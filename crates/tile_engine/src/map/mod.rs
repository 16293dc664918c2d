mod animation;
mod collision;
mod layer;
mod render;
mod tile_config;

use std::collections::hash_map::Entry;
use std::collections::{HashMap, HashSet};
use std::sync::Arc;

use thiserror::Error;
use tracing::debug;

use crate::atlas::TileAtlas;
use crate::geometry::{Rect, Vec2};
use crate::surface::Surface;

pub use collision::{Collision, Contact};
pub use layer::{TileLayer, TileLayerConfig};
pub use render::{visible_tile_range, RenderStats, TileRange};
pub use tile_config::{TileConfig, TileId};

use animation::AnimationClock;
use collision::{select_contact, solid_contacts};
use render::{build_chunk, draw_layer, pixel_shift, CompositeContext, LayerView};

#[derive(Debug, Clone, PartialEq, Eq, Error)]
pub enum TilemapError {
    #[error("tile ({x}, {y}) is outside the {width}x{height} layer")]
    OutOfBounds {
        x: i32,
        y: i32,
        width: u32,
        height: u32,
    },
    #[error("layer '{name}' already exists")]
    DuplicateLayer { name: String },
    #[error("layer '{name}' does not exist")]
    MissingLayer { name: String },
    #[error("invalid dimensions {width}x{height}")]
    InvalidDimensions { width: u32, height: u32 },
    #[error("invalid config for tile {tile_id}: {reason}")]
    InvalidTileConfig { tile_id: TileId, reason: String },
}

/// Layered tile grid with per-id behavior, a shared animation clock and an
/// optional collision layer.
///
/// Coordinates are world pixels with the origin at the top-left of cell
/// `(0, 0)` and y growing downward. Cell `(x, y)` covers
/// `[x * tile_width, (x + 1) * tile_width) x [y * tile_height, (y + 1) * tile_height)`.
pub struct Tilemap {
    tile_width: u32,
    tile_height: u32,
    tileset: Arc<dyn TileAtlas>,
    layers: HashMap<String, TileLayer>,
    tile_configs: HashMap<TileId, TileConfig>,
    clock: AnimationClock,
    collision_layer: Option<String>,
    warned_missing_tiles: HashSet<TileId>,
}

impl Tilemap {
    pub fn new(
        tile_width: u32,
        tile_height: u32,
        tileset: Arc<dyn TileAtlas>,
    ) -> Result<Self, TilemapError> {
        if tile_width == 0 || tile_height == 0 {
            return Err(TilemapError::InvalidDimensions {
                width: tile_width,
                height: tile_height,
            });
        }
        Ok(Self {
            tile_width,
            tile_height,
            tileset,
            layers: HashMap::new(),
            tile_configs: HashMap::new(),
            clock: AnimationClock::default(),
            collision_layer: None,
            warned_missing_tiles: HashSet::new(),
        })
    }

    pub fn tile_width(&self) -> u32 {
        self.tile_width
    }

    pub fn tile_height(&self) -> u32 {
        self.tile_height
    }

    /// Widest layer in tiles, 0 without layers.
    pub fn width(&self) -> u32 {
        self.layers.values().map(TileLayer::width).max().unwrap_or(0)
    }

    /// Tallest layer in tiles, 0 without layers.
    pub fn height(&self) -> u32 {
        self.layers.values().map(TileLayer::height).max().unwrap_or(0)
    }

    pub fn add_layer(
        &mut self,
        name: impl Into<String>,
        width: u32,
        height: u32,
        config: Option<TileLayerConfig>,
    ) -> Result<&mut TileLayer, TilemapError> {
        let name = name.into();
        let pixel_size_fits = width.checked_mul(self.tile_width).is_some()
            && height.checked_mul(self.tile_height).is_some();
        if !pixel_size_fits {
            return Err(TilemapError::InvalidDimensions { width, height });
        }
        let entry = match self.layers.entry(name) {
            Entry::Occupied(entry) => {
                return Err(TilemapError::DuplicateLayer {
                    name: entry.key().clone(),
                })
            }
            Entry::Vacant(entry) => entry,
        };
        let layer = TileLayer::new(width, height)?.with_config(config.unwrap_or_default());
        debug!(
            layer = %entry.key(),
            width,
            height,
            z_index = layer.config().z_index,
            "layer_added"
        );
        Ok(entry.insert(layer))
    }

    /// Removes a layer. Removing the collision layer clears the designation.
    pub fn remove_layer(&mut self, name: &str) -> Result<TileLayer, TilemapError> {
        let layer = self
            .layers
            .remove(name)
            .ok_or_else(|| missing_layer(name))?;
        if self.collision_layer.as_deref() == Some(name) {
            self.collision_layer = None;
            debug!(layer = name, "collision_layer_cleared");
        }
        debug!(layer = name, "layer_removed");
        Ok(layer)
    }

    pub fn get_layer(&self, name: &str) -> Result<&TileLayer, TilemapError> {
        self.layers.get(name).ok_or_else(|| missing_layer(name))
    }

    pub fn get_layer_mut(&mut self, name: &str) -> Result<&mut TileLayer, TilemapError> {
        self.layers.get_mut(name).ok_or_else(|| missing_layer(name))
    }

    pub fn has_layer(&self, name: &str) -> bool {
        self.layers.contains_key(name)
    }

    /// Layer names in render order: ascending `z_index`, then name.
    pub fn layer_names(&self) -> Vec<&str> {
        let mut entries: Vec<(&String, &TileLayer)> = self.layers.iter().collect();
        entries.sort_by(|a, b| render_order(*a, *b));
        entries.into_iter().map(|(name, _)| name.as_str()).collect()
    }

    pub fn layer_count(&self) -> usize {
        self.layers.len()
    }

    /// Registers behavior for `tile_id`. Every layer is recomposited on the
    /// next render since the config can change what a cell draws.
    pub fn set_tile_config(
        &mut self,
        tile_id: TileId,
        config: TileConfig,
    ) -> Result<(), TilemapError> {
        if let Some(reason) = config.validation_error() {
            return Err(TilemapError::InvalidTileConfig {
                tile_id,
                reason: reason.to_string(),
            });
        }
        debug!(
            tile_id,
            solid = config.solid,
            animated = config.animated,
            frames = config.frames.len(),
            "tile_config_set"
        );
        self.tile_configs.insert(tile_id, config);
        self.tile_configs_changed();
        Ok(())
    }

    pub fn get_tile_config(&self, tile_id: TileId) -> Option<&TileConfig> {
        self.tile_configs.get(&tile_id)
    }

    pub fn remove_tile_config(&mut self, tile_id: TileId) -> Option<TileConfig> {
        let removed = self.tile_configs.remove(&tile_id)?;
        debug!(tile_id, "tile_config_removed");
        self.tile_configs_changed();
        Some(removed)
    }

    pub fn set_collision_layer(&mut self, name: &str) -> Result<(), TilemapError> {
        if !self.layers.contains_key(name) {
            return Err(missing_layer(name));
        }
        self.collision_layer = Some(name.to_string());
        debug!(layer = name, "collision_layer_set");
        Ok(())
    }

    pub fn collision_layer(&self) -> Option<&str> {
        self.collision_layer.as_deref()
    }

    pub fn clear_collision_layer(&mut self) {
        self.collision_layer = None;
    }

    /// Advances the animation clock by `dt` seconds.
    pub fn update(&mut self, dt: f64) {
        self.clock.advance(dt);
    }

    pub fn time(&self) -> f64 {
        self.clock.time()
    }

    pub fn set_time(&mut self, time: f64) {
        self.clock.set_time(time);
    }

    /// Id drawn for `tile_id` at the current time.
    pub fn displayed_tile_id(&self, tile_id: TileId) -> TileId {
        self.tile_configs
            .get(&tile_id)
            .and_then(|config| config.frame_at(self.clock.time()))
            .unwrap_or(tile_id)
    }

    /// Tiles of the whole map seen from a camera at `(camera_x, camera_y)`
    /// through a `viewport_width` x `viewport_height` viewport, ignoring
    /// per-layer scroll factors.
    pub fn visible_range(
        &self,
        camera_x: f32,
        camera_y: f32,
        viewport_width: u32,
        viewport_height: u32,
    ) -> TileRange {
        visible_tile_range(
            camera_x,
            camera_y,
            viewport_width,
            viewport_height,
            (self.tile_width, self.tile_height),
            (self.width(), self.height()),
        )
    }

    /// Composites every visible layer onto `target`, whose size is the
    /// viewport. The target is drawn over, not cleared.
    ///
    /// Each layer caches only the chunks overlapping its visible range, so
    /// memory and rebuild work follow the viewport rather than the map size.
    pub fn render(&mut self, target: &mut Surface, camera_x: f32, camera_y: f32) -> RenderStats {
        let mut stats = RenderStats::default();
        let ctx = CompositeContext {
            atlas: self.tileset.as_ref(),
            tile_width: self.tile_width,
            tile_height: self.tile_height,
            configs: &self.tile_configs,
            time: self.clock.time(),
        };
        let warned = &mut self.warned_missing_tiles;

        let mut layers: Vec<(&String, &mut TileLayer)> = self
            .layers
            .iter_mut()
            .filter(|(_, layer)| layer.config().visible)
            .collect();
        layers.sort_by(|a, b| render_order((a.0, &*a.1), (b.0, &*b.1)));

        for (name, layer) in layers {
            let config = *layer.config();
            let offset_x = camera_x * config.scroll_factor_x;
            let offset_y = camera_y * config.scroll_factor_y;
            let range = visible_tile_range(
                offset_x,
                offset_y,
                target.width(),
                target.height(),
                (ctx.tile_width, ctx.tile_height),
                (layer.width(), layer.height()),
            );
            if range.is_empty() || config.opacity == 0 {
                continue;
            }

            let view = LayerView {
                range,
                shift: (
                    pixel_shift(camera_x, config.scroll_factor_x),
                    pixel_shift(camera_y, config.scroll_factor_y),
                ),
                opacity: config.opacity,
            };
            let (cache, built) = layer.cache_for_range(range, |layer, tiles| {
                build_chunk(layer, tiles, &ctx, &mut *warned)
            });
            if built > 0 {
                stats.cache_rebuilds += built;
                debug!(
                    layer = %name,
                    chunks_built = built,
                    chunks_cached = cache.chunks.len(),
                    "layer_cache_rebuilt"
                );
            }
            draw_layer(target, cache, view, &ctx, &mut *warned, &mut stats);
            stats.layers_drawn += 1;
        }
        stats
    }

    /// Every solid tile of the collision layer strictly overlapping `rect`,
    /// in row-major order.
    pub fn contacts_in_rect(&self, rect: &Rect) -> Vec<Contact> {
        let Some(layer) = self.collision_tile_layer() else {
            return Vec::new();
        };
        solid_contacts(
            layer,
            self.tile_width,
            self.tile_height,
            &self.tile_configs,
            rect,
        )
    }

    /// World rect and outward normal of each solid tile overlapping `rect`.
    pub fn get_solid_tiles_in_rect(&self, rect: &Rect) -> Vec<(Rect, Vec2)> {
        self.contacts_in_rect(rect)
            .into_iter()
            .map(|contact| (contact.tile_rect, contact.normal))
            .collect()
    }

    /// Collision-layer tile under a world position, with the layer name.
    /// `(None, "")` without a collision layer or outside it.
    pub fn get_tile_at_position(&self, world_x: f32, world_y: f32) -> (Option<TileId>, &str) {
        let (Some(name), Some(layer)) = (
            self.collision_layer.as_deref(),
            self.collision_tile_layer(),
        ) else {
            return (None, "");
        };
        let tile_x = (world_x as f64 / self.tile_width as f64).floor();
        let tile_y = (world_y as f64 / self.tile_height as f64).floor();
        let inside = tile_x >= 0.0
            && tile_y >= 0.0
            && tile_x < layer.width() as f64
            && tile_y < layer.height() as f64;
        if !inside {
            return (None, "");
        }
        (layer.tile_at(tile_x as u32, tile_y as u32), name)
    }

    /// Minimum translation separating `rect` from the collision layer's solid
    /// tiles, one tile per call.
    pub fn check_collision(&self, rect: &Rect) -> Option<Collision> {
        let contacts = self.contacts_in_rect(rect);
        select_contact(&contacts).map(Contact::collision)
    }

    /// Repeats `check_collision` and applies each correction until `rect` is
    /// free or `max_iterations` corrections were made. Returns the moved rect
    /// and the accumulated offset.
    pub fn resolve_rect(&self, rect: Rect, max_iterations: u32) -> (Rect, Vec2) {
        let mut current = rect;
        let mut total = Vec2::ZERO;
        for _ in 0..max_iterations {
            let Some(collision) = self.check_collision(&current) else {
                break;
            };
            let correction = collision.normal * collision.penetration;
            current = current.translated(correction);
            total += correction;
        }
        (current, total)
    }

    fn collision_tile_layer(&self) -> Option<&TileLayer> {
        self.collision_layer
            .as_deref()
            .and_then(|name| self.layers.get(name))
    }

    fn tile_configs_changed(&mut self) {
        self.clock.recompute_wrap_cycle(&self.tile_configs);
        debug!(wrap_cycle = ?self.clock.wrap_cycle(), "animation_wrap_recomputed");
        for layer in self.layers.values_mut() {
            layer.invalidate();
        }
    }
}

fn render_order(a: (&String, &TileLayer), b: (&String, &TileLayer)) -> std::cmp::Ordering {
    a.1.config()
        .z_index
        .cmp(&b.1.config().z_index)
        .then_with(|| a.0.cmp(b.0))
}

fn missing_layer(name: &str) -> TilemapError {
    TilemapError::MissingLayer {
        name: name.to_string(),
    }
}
##########
◆ **How to complete this task**
Select the lines in this material that hold the word "TileLayerConfig", leaving none out.

◆ **Written response**
pub use layer::{TileLayer, TileLayerConfig};
        config: Option<TileLayerConfig>,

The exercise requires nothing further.